The new study used information from a focus group and from a survey of more than 700 people to explore how average viewers reacted to the Alzheimer’s storyline. One of the questions Hoffman and her team were interested in was which of Rebecca’s sons, Randall or Kevin, viewers identified with more. The brothers clashed because Randall wanted their mother to participate in an experimental study to treat her Alzheimer's — which Rebecca declined to do at first and Kevin agreed with her — but she later changed her mind due to Randall's influence, leading to a big fight.

The researchers were surprised by the viewers’ responses. “We thought going in that they would either identify with Randall and his vision of Rebecca going to a clinical trial, or support Kevin’s position of having her remain with the family. But many people identified with both characters.”

That finding wouldn’t have surprised Paliov. “I felt split between the two characters,” she said. “In the beginning, I was very frustrated with the disease. I was mad at it. Then I realized I couldn’t fight it and started going with the flow.”

The participants in the study appreciated how “This Is Us” could educate members of the public who had no experience with Alzheimer’s.

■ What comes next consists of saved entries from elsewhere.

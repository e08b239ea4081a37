use anyhow::Result;
use chrono::{DateTime, Utc};
use rusqlite::{Connection, OptionalExtension, params};

use blaxgram_types::models::{MessageSender, Reactions};

use crate::models::{MessageRow, NewMessage, SendMessageOutcome, ToggleReactionOutcome};
use crate::queries::chats::query_chat;
use crate::{Database, timestamp};

impl Database {
    // -- Messages --

    /// Insert a message from `new.user_id` and refresh the chat's
    /// last-message preview.
    pub fn send_message(&self, new: &NewMessage<'_>, now: DateTime<Utc>) -> Result<SendMessageOutcome> {
        self.with_conn_mut(|conn| {
            let tx = conn.transaction()?;

            if query_chat(&tx, new.chat_id)?.is_none() {
                return Ok(SendMessageOutcome::ChatNotFound);
            }
            if let Some(reply_to) = new.reply_to {
                let same_chat: Option<i64> = tx
                    .query_row(
                        "SELECT id FROM messages WHERE id = ?1 AND chat_id = ?2",
                        params![reply_to, new.chat_id],
                        |row| row.get(0),
                    )
                    .optional()?;
                if same_chat.is_none() {
                    return Ok(SendMessageOutcome::ReplyNotFound);
                }
            }

            let sender_name = tx
                .query_row(
                    "SELECT name, last_name FROM users WHERE id = ?1",
                    [new.user_id],
                    |row| Ok(display_name(&row.get::<_, String>(0)?, &row.get::<_, String>(1)?)),
                )
                .optional()?;

            tx.execute(
                "INSERT INTO messages (chat_id, user_id, text, sender, sender_name, time, date, type,
                                       file_name, file_size, gift_id, gift_data, reply_to, reactions, created_at)
                 VALUES (?1, ?2, ?3, ?4, ?5, ?6, ?7, ?8, ?9, ?10, ?11, ?12, ?13, '{}', ?14)",
                params![
                    new.chat_id,
                    new.user_id,
                    new.text,
                    MessageSender::Me.as_str(),
                    sender_name,
                    now.format("%H:%M").to_string(),
                    now.format("%Y-%m-%d").to_string(),
                    new.kind.as_str(),
                    new.file_name,
                    new.file_size,
                    new.gift_id,
                    new.gift_data,
                    new.reply_to,
                    timestamp(now)
                ],
            )?;
            let id = tx.last_insert_rowid();

            tx.execute(
                "UPDATE chats SET last_message = ?1, last_message_time = ?2 WHERE id = ?3",
                params![new.kind.preview(new.text, new.file_name), timestamp(now), new.chat_id],
            )?;

            let message = query_message(&tx, id)?
                .ok_or_else(|| anyhow::anyhow!("message {} vanished after insert", id))?;
            tx.commit()?;
            Ok(SendMessageOutcome::Sent(message))
        })
    }

    /// One page of a chat's history in ascending order. `before` is an
    /// exclusive message-id cursor; the page holds the newest `limit`
    /// messages older than it.
    pub fn get_messages(&self, chat_id: i64, limit: u32, before: Option<i64>) -> Result<Vec<MessageRow>> {
        self.with_conn(|conn| {
            let sql = format!(
                "SELECT {} FROM messages
                 WHERE chat_id = ?1 AND (?2 IS NULL OR id < ?2)
                 ORDER BY id DESC
                 LIMIT ?3",
                MessageRow::COLUMNS
            );
            let mut stmt = conn.prepare(&sql)?;
            let mut rows = stmt
                .query_map(params![chat_id, before, limit], MessageRow::from_row)?
                .collect::<std::result::Result<Vec<_>, _>>()?;
            rows.reverse();
            Ok(rows)
        })
    }

    #[cfg(test)]
    pub(crate) fn get_message(&self, id: i64) -> Result<Option<MessageRow>> {
        self.with_conn(|conn| query_message(conn, id))
    }

    // -- Reactions --

    /// Toggle `username`'s `emoji` reaction on a message.
    pub fn toggle_reaction(&self, message_id: i64, emoji: &str, username: &str) -> Result<ToggleReactionOutcome> {
        self.with_conn_mut(|conn| {
            let tx = conn.transaction()?;

            let raw: Option<String> = tx
                .query_row("SELECT reactions FROM messages WHERE id = ?1", [message_id], |row| row.get(0))
                .optional()?;
            let Some(raw) = raw else {
                return Ok(ToggleReactionOutcome::MessageNotFound);
            };

            let mut reactions = Reactions::from_json(&raw);
            let added = reactions.toggle(emoji, username);

            tx.execute(
                "UPDATE messages SET reactions = ?1 WHERE id = ?2",
                params![reactions.to_json(), message_id],
            )?;
            tx.commit()?;
            Ok(ToggleReactionOutcome::Toggled { added, reactions })
        })
    }
}

/// "Name Last", or just "Name" when the last name is blank.
fn display_name(name: &str, last_name: &str) -> String {
    let last_name = last_name.trim();
    if last_name.is_empty() {
        name.to_string()
    } else {
        format!("{} {}", name, last_name)
    }
}

fn query_message(conn: &Connection, id: i64) -> Result<Option<MessageRow>> {
    let sql = format!("SELECT {} FROM messages WHERE id = ?1", MessageRow::COLUMNS);
    let row = conn.query_row(&sql, [id], MessageRow::from_row).optional()?;
    Ok(row)
}

#[cfg(test)]
mod tests {
    use super::*;
    use crate::models::{CreateChatOutcome, NewChat, NewUser, RegisterOutcome, UserRow};
    use crate::queries::test_support::register;
    use blaxgram_types::models::{ChatType, MessageKind};

    fn setup() -> (Database, UserRow) {
        let db = Database::open_in_memory().unwrap();
        let user = register(&db, "@writer");
        let chat = NewChat {
            id: 42,
            chat_type: ChatType::Group,
            name: "Writers",
            username: None,
            avatar: "✍️",
            verified: false,
            created_by: user.id,
        };
        assert!(matches!(db.create_chat(&chat, Utc::now()).unwrap(), CreateChatOutcome::Created(_)));
        (db, user)
    }

    fn text(chat_id: i64, user_id: i64, text: &str) -> NewMessage<'_> {
        NewMessage {
            chat_id,
            user_id,
            text,
            kind: MessageKind::Text,
            file_name: None,
            file_size: None,
            gift_id: None,
            gift_data: None,
            reply_to: None,
        }
    }

    fn sent(outcome: SendMessageOutcome) -> MessageRow {
        match outcome {
            SendMessageOutcome::Sent(m) => m,
            other => panic!("expected Sent, got {other:?}"),
        }
    }

    #[test]
    fn send_updates_chat_preview() {
        let (db, user) = setup();

        let msg = sent(db.send_message(&text(42, user.id, "hello"), Utc::now()).unwrap());
        assert_eq!(msg.sender, "me");
        assert_eq!(msg.sender_name.as_deref(), Some("Test"));
        assert_eq!(msg.reactions, "{}");

        let file = NewMessage {
            kind: MessageKind::File,
            file_name: Some("notes.pdf"),
            file_size: Some("1.2 MB"),
            ..text(42, user.id, "")
        };
        sent(db.send_message(&file, Utc::now()).unwrap());

        let chat = db.get_chat(42).unwrap().unwrap();
        assert_eq!(chat.last_message.as_deref(), Some("📎 notes.pdf"));
    }

    #[test]
    fn sender_name_includes_last_name() {
        let (db, _) = setup();
        let RegisterOutcome::Created(full) = db
            .register_user(
                &NewUser { name: "Ada", last_name: "Lovelace", username: "@ada", phone: "" },
                Utc::now(),
            )
            .unwrap()
        else {
            panic!("@ada already taken");
        };

        let msg = sent(db.send_message(&text(42, full.id, "hi"), Utc::now()).unwrap());
        assert_eq!(msg.sender_name.as_deref(), Some("Ada Lovelace"));
    }

    #[test]
    fn send_to_unknown_chat_or_reply() {
        let (db, user) = setup();

        let outcome = db.send_message(&text(7, user.id, "hi"), Utc::now()).unwrap();
        assert!(matches!(outcome, SendMessageOutcome::ChatNotFound));

        let reply = NewMessage { reply_to: Some(999), ..text(42, user.id, "re") };
        let outcome = db.send_message(&reply, Utc::now()).unwrap();
        assert!(matches!(outcome, SendMessageOutcome::ReplyNotFound));

        let first = sent(db.send_message(&text(42, user.id, "first"), Utc::now()).unwrap());
        let reply = NewMessage { reply_to: Some(first.id), ..text(42, user.id, "re") };
        assert_eq!(sent(db.send_message(&reply, Utc::now()).unwrap()).reply_to, Some(first.id));
    }

    #[test]
    fn history_pages_backwards() {
        let (db, user) = setup();
        let ids: Vec<i64> = (0..5)
            .map(|i| sent(db.send_message(&text(42, user.id, &i.to_string()), Utc::now()).unwrap()).id)
            .collect();

        let all: Vec<i64> = db.get_messages(42, 50, None).unwrap().iter().map(|m| m.id).collect();
        assert_eq!(all, ids);

        let page: Vec<i64> = db.get_messages(42, 2, None).unwrap().iter().map(|m| m.id).collect();
        assert_eq!(page, ids[3..].to_vec());

        let older: Vec<i64> = db.get_messages(42, 2, Some(ids[3])).unwrap().iter().map(|m| m.id).collect();
        assert_eq!(older, ids[1..3].to_vec());
    }

    #[test]
    fn reaction_toggle_persists() {
        let (db, user) = setup();
        let msg = sent(db.send_message(&text(42, user.id, "react"), Utc::now()).unwrap());

        match db.toggle_reaction(msg.id, "👍", "@writer").unwrap() {
            ToggleReactionOutcome::Toggled { added, reactions } => {
                assert!(added);
                assert_eq!(reactions.count("👍"), 1);
            }
            other => panic!("unexpected {other:?}"),
        }
        match db.toggle_reaction(msg.id, "👍", "@writer").unwrap() {
            ToggleReactionOutcome::Toggled { added, reactions } => {
                assert!(!added);
                assert_eq!(reactions, Reactions::default());
            }
            other => panic!("unexpected {other:?}"),
        }

        let stored = db.get_message(msg.id).unwrap().unwrap();
        assert_eq!(stored.reactions, "{}");

        assert!(matches!(
            db.toggle_reaction(12345, "👍", "@writer").unwrap(),
            ToggleReactionOutcome::MessageNotFound
        ));
    }
}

One focus group member, a 62-year-old woman, said, “I think it encourages family discussion, and it takes away some of the (stigma) of even saying the word Alzheimer’s.”

The focus group members felt that the portrayal of Kevin and Randall’s disagreement over Rebecca’s care would spark family discussions about care preferences. One, a 48-year-old woman, said “I think it gives an example. ... They had tension because they weren’t all together on how they should proceed.”

Paliov felt like she was a mix of Randall and Kevin: “I fought really hard to keep my mother at home. I promised a long time ago that I would never put her in a home. So I did my best. I had a live-in caregiver and another one during the day to help out. And I would take over from both of them for two full days.”

Paliov had lost her father to cancer. “When he died he was intact,” she said. “This is different. Alzheimer’s slowly robs a person of who they are, and before you know it, they are just a shell and just staring blankly. Watching that is the hardest thing.”

“The day she took her last breath was bitter sweet. Finally, she was out of this misery. And I have to say they showed that with Rebecca’s last episode."